Repeat, line for line, the entries below from the first line to the line containing "pub struct SignInRequest", counting both ends.

═════ INFORMATION PROVIDED ═════

//! API DTOs (Data Transfer Objects)

use serde::{Deserialize, Serialize};
use validator::{Validate, ValidationError};

fn default_role() -> String {
    "customer".to_string()
}

/// Only the self-service roles may be requested at sign up
fn self_service_role(role: &str) -> Result<(), ValidationError> {
    match kernel::role::UserRole::from_code(role.trim()) {
        Some(role) if role.is_self_service() => Ok(()),
        _ => Err(ValidationError::new("role_not_allowed")
            .with_message("only customer and provider can sign up".into())),
    }
}

// ============================================================================
// Sign Up
// ============================================================================

#[derive(Debug, Clone, Deserialize, Validate)]
#[serde(rename_all = "camelCase")]
pub struct SignUpRequest {
    #[validate(email(message = "must be a valid email address"))]
    pub email: String,
    #[validate(length(min = 8, max = 128, message = "must be 8 to 128 characters"))]
    pub password: String,
    #[validate(length(min = 1, max = 100, message = "must be 1 to 100 characters"))]
    pub display_name: String,
    #[serde(default = "default_role")]
    #[validate(custom(function = "self_service_role"))]
    pub role: String,
}

#[derive(Debug, Clone, Serialize)]
#[serde(rename_all = "camelCase")]
pub struct SignUpResponse {
    pub public_id: String,
    pub role: String,
}

// ============================================================================
// Sign In / Session
// ============================================================================

#[derive(Debug, Clone, Deserialize, Validate)]
#[serde(rename_all = "camelCase")]
pub struct SignInRequest {
    #[validate(length(min = 1, max = 254))]
    pub email: String,
    #[validate(length(min = 1, max = 1024))]
    pub password: String,
    #[serde(default)]
    pub remember_me: bool,
    /// Required on the second round for TOTP accounts
    #[validate(length(min = 6, max = 6))]
    pub totp_code: Option<String>,
}

#[derive(Debug, Clone, Serialize)]
#[serde(rename_all = "camelCase")]
pub struct SignInResponse {
    pub public_id: String,
    /// True when the request must be repeated with `totpCode`
    pub requires_2fa: bool,
    #[serde(skip_serializing_if = "Option::is_none")]
    pub role: Option<String>,
    pub pending_deletion: bool,
    #[serde(skip_serializing_if = "Option::is_none")]
    pub deletion_scheduled_for_ms: Option<i64>,
}

#[derive(Debug, Clone, Default, Serialize)]
#[serde(rename_all = "camelCase")]
pub struct SessionStatusResponse {
    pub authenticated: bool,
    pub public_id: Option<String>,
    pub role: Option<String>,
    pub email: Option<String>,
    pub email_verified: Option<bool>,
    pub expires_at_ms: Option<i64>,
    pub pending_deletion: bool,
}

#[derive(Debug, Clone, Serialize)]
#[serde(rename_all = "camelCase")]
pub struct SignOutAllResponse {
    pub revoked: u64,
}

// ============================================================================
// TOTP
// ============================================================================

#[derive(Debug, Clone, Serialize)]
#[serde(rename_all = "camelCase")]
pub struct TotpSetupResponse {
    /// Base64 PNG
    pub qr_code: String,
    /// For manual entry
    pub secret: String,
    pub otpauth_url: String,
}

#[derive(Debug, Clone, Deserialize, Validate)]
#[serde(rename_all = "camelCase")]
pub struct TotpCodeRequest {
    #[validate(length(min = 6, max = 6, message = "must be 6 digits"))]
    pub code: String,
}

// ============================================================================
// MFA Bootstrap
// ============================================================================

#[derive(Debug, Clone, Deserialize, Validate)]
#[serde(rename_all = "camelCase")]
pub struct MfaBootstrapRequest {
    #[validate(length(min = 1, max = 254))]
    pub email: String,
    #[validate(length(min = 1, max = 1024))]
    pub password: String,
}

#[derive(Debug, Clone, Serialize)]
#[serde(rename_all = "camelCase")]
pub struct MfaBootstrapAccepted {
    pub expires_at_ms: i64,
}

#[derive(Debug, Clone, Deserialize, Validate)]
#[serde(rename_all = "camelCase")]
pub struct MfaIssueRequest {
    #[validate(length(min = 1, max = 64))]
    pub user_public_id: String,
}

#[derive(Debug, Clone, Serialize)]
#[serde(rename_all = "camelCase")]
pub struct MfaIssueResponse {
    pub token: String,
    pub user_public_id: String,
    pub expires_at_ms: i64,
}

#[derive(Debug, Clone, Deserialize, Validate)]
#[serde(rename_all = "camelCase")]
pub struct TokenRequest {
    #[validate(length(min = 1, max = 256))]
    pub token: String,
}

#[derive(Debug, Clone, Serialize)]
#[serde(rename_all = "camelCase")]
pub struct MfaRedeemResponse {
    pub public_id: String,
    pub qr_code: String,
    pub secret: String,
    pub otpauth_url: String,
}

// ============================================================================
// Delete Account
// ============================================================================

#[derive(Debug, Clone, Serialize)]
#[serde(rename_all = "camelCase")]
pub struct DeleteCodeSentResponse {
    pub expires_at_ms: i64,
}

#[derive(Debug, Clone, Deserialize, Validate)]
#[serde(rename_all = "camelCase")]
pub struct DeleteVerifyRequest {
    #[validate(length(min = 6, max = 6, message = "must be 6 digits"))]
    pub code: String,
}

#[derive(Debug, Clone, Serialize)]
#[serde(rename_all = "camelCase")]
pub struct DeleteVerifyResponse {
    pub delete_token: String,
}

#[derive(Debug, Clone, Deserialize, Validate)]
#[serde(rename_all = "camelCase")]
pub struct DeleteConfirmRequest {
    #[validate(length(min = 1, max = 256))]
    pub delete_token: String,
}

#[derive(Debug, Clone, Serialize)]
#[serde(rename_all = "camelCase")]
pub struct DeleteConfirmResponse {
    pub deletion_scheduled_for_ms: i64,
}

// ============================================================================
// Password / Email
// ============================================================================

#[derive(Debug, Clone, Deserialize, Validate)]
#[serde(rename_all = "camelCase")]
pub struct ForgotPasswordRequest {
    #[validate(length(min = 1, max = 254))]
    pub email: String,
}

#[derive(Debug, Clone, Deserialize, Validate)]
#[serde(rename_all = "camelCase")]
pub struct ResetPasswordRequest {
    #[validate(length(min = 1, max = 256))]
    pub token: String,
    #[validate(length(min = 8, max = 128, message = "must be 8 to 128 characters"))]
    pub new_password: String,
}

#[derive(Debug, Clone, Deserialize, Validate)]
#[serde(rename_all = "camelCase")]
pub struct EmailChangeRequest {
    #[validate(email(message = "must be a valid email address"))]
    pub new_email: String,
    #[validate(length(min = 1, max = 1024))]
    pub password: String,
}

#[derive(Debug, Clone, Serialize)]
#[serde(rename_all = "camelCase")]
pub struct EmailChangedResponse {
    pub email: String,
}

═════

## FINAL ANSWER
//! API DTOs (Data Transfer Objects)

use serde::{Deserialize, Serialize};
use validator::{Validate, ValidationError};

fn default_role() -> String {
    "customer".to_string()
}

/// Only the self-service roles may be requested at sign up
fn self_service_role(role: &str) -> Result<(), ValidationError> {
    match kernel::role::UserRole::from_code(role.trim()) {
        Some(role) if role.is_self_service() => Ok(()),
        _ => Err(ValidationError::new("role_not_allowed")
            .with_message("only customer and provider can sign up".into())),
    }
}

// ============================================================================
// Sign Up
// ============================================================================

#[derive(Debug, Clone, Deserialize, Validate)]
#[serde(rename_all = "camelCase")]
pub struct SignUpRequest {
    #[validate(email(message = "must be a valid email address"))]
    pub email: String,
    #[validate(length(min = 8, max = 128, message = "must be 8 to 128 characters"))]
    pub password: String,
    #[validate(length(min = 1, max = 100, message = "must be 1 to 100 characters"))]
    pub display_name: String,
    #[serde(default = "default_role")]
    #[validate(custom(function = "self_service_role"))]
    pub role: String,
}

#[derive(Debug, Clone, Serialize)]
#[serde(rename_all = "camelCase")]
pub struct SignUpResponse {
    pub public_id: String,
    pub role: String,
}

// ============================================================================
// Sign In / Session
// ============================================================================

#[derive(Debug, Clone, Deserialize, Validate)]
#[serde(rename_all = "camelCase")]
pub struct SignInRequest {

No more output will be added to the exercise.